Common problems with code using the mysql_* library include:

  • SQL injection in values
  • SQL injection in LIMIT clauses and dynamic table names
  • No error reporting ("Why does this query not work?")
  • Broken error reporting (that is, errors always occur even when the code is put into production)
  • Cross-site scripting (XSS) injection in value output
  • Let's write a PHP code sample that does the following using the mySQL_* family of functions:

  • Accept two POST values, id (numeric) and name (a string)
  • Do an UPDATE query on a table tablename , changing the name column in the row with the ID id
  • On failure, exit graciously, but show the detailed error only in production mode. trigger_error() will suffice; alternatively use a method of your choosing
  • Output the message " $name updated."
  • And does not show any of the weaknesses listed above.

    It should be as simple as possible . It ideally doesn't contain any functions or classes. The goal is not to create a copy/pasteable library, but to show the minimum of what needs to be done to make database querying safe.

    Bonus points for good comments.

    The goal is to make this question a resource that a user can link to when encountering a question asker who has bad code (even though it isn't the focus of the question at all) or is confronted with a failing query and doesn't know how to fix it.

    To pre-empt PDO discussion:

    Yes, it will often be preferable to direct the individuals writing those questions to PDO. When it is an option, we should do so. It is, however, not always possible - sometimes, the question asker is working on legacy code, or has already come a long way with this library, and is unlikely to change it now. Also, the mysql_* family of functions is perfectly safe if used properly. So no "use PDO" answers here please.


    My stab at it. Tried to keep it as simple as possible, while still maintaining some real-world conveniences.

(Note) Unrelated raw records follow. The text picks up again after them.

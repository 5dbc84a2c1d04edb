//! Type-specific `coded` payloads of the block wire format.
use serde::{Deserialize, Serialize};
use url::Url;

use crate::{
    block::{Block, BlockType, ImageBlock, ListBlock, OrderedListBlock, StyleRun, StyledText},
    error::MarginaliaError,
    style::InlineStyles,
};

/// One style run on the wire. Optional parts are omitted when unset.
#[derive(Clone, Debug, PartialEq, Serialize, Deserialize)]
#[serde(rename_all = "camelCase")]
pub struct CodedRun {
    pub location: usize,
    pub length: usize,
    #[serde(default, skip_serializing_if = "Option::is_none")]
    pub styles: Option<InlineStyles>,
    #[serde(default, skip_serializing_if = "Option::is_none")]
    pub link: Option<String>,
    #[serde(default, skip_serializing_if = "Option::is_none")]
    pub page_link: Option<u32>,
}

impl From<&StyleRun> for CodedRun {
    fn from(run: &StyleRun) -> Self {
        CodedRun {
            location: run.range.start,
            length: run.range.len(),
            styles: (!run.styles.is_empty()).then_some(run.styles),
            link: run.link.as_ref().map(Url::to_string),
            page_link: run.page_link,
        }
    }
}

impl TryFrom<CodedRun> for StyleRun {
    type Error = MarginaliaError;

    fn try_from(coded: CodedRun) -> Result<Self, Self::Error> {
        let end = coded.location.checked_add(coded.length).ok_or_else(|| {
            MarginaliaError::InvalidData(format!(
                "run at {} with length {} overflows",
                coded.location, coded.length
            ))
        })?;
        let link = coded
            .link
            .map(|link| {
                Url::parse(&link).map_err(|e| {
                    MarginaliaError::InvalidData(format!("run link '{link}' is not a URL: {e}"))
                })
            })
            .transpose()?;
        Ok(StyleRun {
            range: coded.location..end,
            styles: coded.styles.unwrap_or_default(),
            link,
            page_link: coded.page_link,
        })
    }
}

#[derive(Clone, Debug, PartialEq, Serialize, Deserialize)]
pub struct TextPayload {
    pub text: String,
    #[serde(default, skip_serializing_if = "Vec::is_empty")]
    pub runs: Vec<CodedRun>,
}

#[derive(Clone, Debug, PartialEq, Serialize, Deserialize)]
pub struct ListPayload {
    pub text: String,
    #[serde(default, skip_serializing_if = "Vec::is_empty")]
    pub runs: Vec<CodedRun>,
    #[serde(default)]
    pub indent: u8,
}

#[derive(Clone, Debug, PartialEq, Serialize, Deserialize)]
pub struct OrderedListPayload {
    pub text: String,
    #[serde(default, skip_serializing_if = "Vec::is_empty")]
    pub runs: Vec<CodedRun>,
    #[serde(default)]
    pub indent: u8,
    pub ordinal: u32,
}

/// Image bytes are embedded as a plain JSON array of numbers.
#[derive(Clone, Debug, PartialEq, Serialize, Deserialize)]
pub struct ImagePayload {
    pub data: Vec<u8>,
    #[serde(default, skip_serializing_if = "Option::is_none")]
    pub width: Option<f64>,
    #[serde(default, skip_serializing_if = "Option::is_none")]
    pub height: Option<f64>,
}

fn coded_runs(content: &StyledText) -> Vec<CodedRun> {
    content.runs().iter().map(CodedRun::from).collect()
}

fn styled_text(text: String, runs: Vec<CodedRun>) -> Result<StyledText, MarginaliaError> {
    let runs = runs
        .into_iter()
        .map(StyleRun::try_from)
        .collect::<Result<Vec<_>, _>>()?;
    StyledText::with_runs(text, runs)
}

fn text_payload(content: &StyledText) -> TextPayload {
    TextPayload {
        text: content.text().to_string(),
        runs: coded_runs(content),
    }
}

/// Produce the `coded` value for a block. The block must already be valid.
pub(crate) fn encode_payload(block: &Block) -> Result<serde_json::Value, serde_json::Error> {
    match block {
        Block::Text(content)
        | Block::Header1(content)
        | Block::Header2(content)
        | Block::CodeSnippet(content) => serde_json::to_value(text_payload(content)),
        Block::List(list) => serde_json::to_value(ListPayload {
            text: list.content.text().to_string(),
            runs: coded_runs(&list.content),
            indent: list.indent,
        }),
        Block::OrderedList(list) => serde_json::to_value(OrderedListPayload {
            text: list.content.text().to_string(),
            runs: coded_runs(&list.content),
            indent: list.indent,
            ordinal: list.ordinal,
        }),
        Block::Image(image) => serde_json::to_value(ImagePayload {
            data: image.data.clone(),
            width: image.width,
            height: image.height,
        }),
    }
}

fn shape<T: serde::de::DeserializeOwned>(
    tag: &str,
    coded: serde_json::Value,
) -> Result<T, MarginaliaError> {
    serde_json::from_value(coded)
        .map_err(|e| MarginaliaError::InvalidData(format!("'{tag}' payload: {e}")))
}

/// Rebuild a block from its tag and `coded` value.
pub(crate) fn decode_payload(
    tag: &str,
    coded: serde_json::Value,
) -> Result<Block, MarginaliaError> {
    let block_type = tag.parse::<BlockType>()?;
    let block = match block_type {
        BlockType::Text => {
            let payload: TextPayload = shape(tag, coded)?;
            Block::Text(styled_text(payload.text, payload.runs)?)
        }
        BlockType::Header1 => {
            let payload: TextPayload = shape(tag, coded)?;
            Block::Header1(styled_text(payload.text, payload.runs)?)
        }
        BlockType::Header2 => {
            let payload: TextPayload = shape(tag, coded)?;
            Block::Header2(styled_text(payload.text, payload.runs)?)
        }
        BlockType::CodeSnippet => {
            let payload: TextPayload = shape(tag, coded)?;
            Block::CodeSnippet(styled_text(payload.text, payload.runs)?)
        }
        BlockType::List => {
            let payload: ListPayload = shape(tag, coded)?;
            Block::List(ListBlock {
                content: styled_text(payload.text, payload.runs)?,
                indent: payload.indent,
            })
        }
        BlockType::OrderedList => {
            let payload: OrderedListPayload = shape(tag, coded)?;
            Block::OrderedList(OrderedListBlock {
                content: styled_text(payload.text, payload.runs)?,
                indent: payload.indent,
                ordinal: payload.ordinal,
            })
        }
        BlockType::Image => {
            let payload: ImagePayload = shape(tag, coded)?;
            Block::Image(ImageBlock {
                data: payload.data,
                width: payload.width,
                height: payload.height,
            })
        }
        BlockType::Flashcard | BlockType::Emphasized => {
            return Err(MarginaliaError::InvalidData(format!(
                "'{tag}' is a block menu marker and carries no stored payload"
            )));
        }
    };
    block.validate().map_err(MarginaliaError::InvalidData)?;
    Ok(block)
}

#[cfg(test)]
mod tests {
    use super::*;
    use crate::style::InlineStyle;
    use serde_json::json;
    use test_log::test;

    #[test]
    fn test_run_omits_unset_fields() {
        let run = StyleRun::new(2..5, InlineStyles::empty()).with_page_link(7);
        let value = serde_json::to_value(CodedRun::from(&run)).unwrap();
        assert_eq!(value, json!({"location": 2, "length": 3, "pageLink": 7}));

        let bold = StyleRun::new(0..1, InlineStyle::Bold.into());
        let value = serde_json::to_value(CodedRun::from(&bold)).unwrap();
        assert_eq!(value, json!({"location": 0, "length": 1, "styles": 1}));
    }

    #[test]
    fn test_run_missing_optionals_decode_unset() {
        let coded: CodedRun = serde_json::from_value(json!({"location": 1, "length": 2})).unwrap();
        let run = StyleRun::try_from(coded).unwrap();
        assert_eq!(run.range, 1..3);
        assert!(run.styles.is_empty());
        assert!(run.link.is_none());
        assert!(run.page_link.is_none());
    }

    #[test]
    fn test_run_bad_link_is_invalid_data() {
        let coded: CodedRun = serde_json::from_value(
            json!({"location": 0, "length": 1, "link": "not a url"}),
        )
        .unwrap();
        assert!(matches!(
            StyleRun::try_from(coded),
            Err(MarginaliaError::InvalidData(_))
        ));
    }

    #[test]
    fn test_decode_payload_errors() {
        assert!(matches!(
            decode_payload("table", json!({"text": ""})),
            Err(MarginaliaError::InvalidType(_))
        ));
        assert!(matches!(
            decode_payload("text", json!({"data": [1, 2]})),
            Err(MarginaliaError::InvalidData(_))
        ));
        assert!(matches!(
            decode_payload("orderedlist", json!({"text": "a"})),
            Err(MarginaliaError::InvalidData(_))
        ));
        assert!(matches!(
            decode_payload("flashcard", json!({})),
            Err(MarginaliaError::InvalidData(_))
        ));
        assert!(matches!(
            decode_payload("text", json!({"text": "ab", "runs": [{"location": 1, "length": 4}]})),
            Err(MarginaliaError::InvalidData(_))
        ));
    }

    #[test]
    fn test_image_sizes_decode_exactly() {
        for width in [394.46003264093275, 0.1 + 0.2, 1.0 / 3.0, 511.99999999999994] {
            let block = Block::Image(ImageBlock {
                data: vec![1],
                width: Some(width),
                height: Some(width * 137.0),
            });
            let value = encode_payload(&block).unwrap();
            let bytes = serde_json::to_vec(&value).unwrap();
            let back: serde_json::Value = serde_json::from_slice(&bytes).unwrap();
            assert_eq!(decode_payload("image", back).unwrap(), block);
        }
    }

    #[test]
    fn test_image_bytes_are_a_number_array() {
        let value = encode_payload(&Block::image(vec![0, 255, 7])).unwrap();
        assert_eq!(value, json!({"data": [0, 255, 7]}));
    }
}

    Handles unicode and uses loose comparison for readability. Be nice ;-)

    <?php
    
    header('Content-type: text/html; charset=utf-8');
    error_reporting(E_ALL | E_STRICT);
    ini_set('display_errors', 1);
    // display_errors can be changed to 0 in production mode to
    // suppress PHP's error messages
    
    /*
    Can be used for testing
    $_POST['id'] = 1;
    $_POST['name'] = 'Markus';
    */
    
    $config = array(
        'host' => '127.0.0.1', 
        'user' => 'my_user', 
        'pass' => 'my_pass', 
        'db' => 'my_database'
    );
    
    # Connect and disable mysql error output
    $connection = @mysql_connect($config['host'], 
        $config['user'], $config['pass']);
    
    if (!$connection) {
        trigger_error('Unable to connect to database: ' 
            . mysql_error(), E_USER_ERROR);
    }
    
    if (!mysql_select_db($config['db'])) {
        trigger_error('Unable to select db: ' . mysql_error(), 
            E_USER_ERROR);
    }
    
    if (!mysql_set_charset('utf8')) {
        trigger_error('Unable to set charset for db connection: ' 
            . mysql_error(), E_USER_ERROR);
    }
    
    $result = mysql_query(
        'UPDATE tablename SET name = "' 
        . mysql_real_escape_string($_POST['name']) 
        . '" WHERE id = "' 
        . mysql_real_escape_string($_POST['id']) . '"'
    );
    
    if ($result) {
        echo htmlentities($_POST['name'], ENT_COMPAT, 'utf-8') 
            . ' updated.';
    } else {
        trigger_error('Unable to update db: ' 
            . mysql_error(), E_USER_ERROR);
    }
    

    I decided to jump the gun and just put something up. It's something to start with. Throws an exception on error.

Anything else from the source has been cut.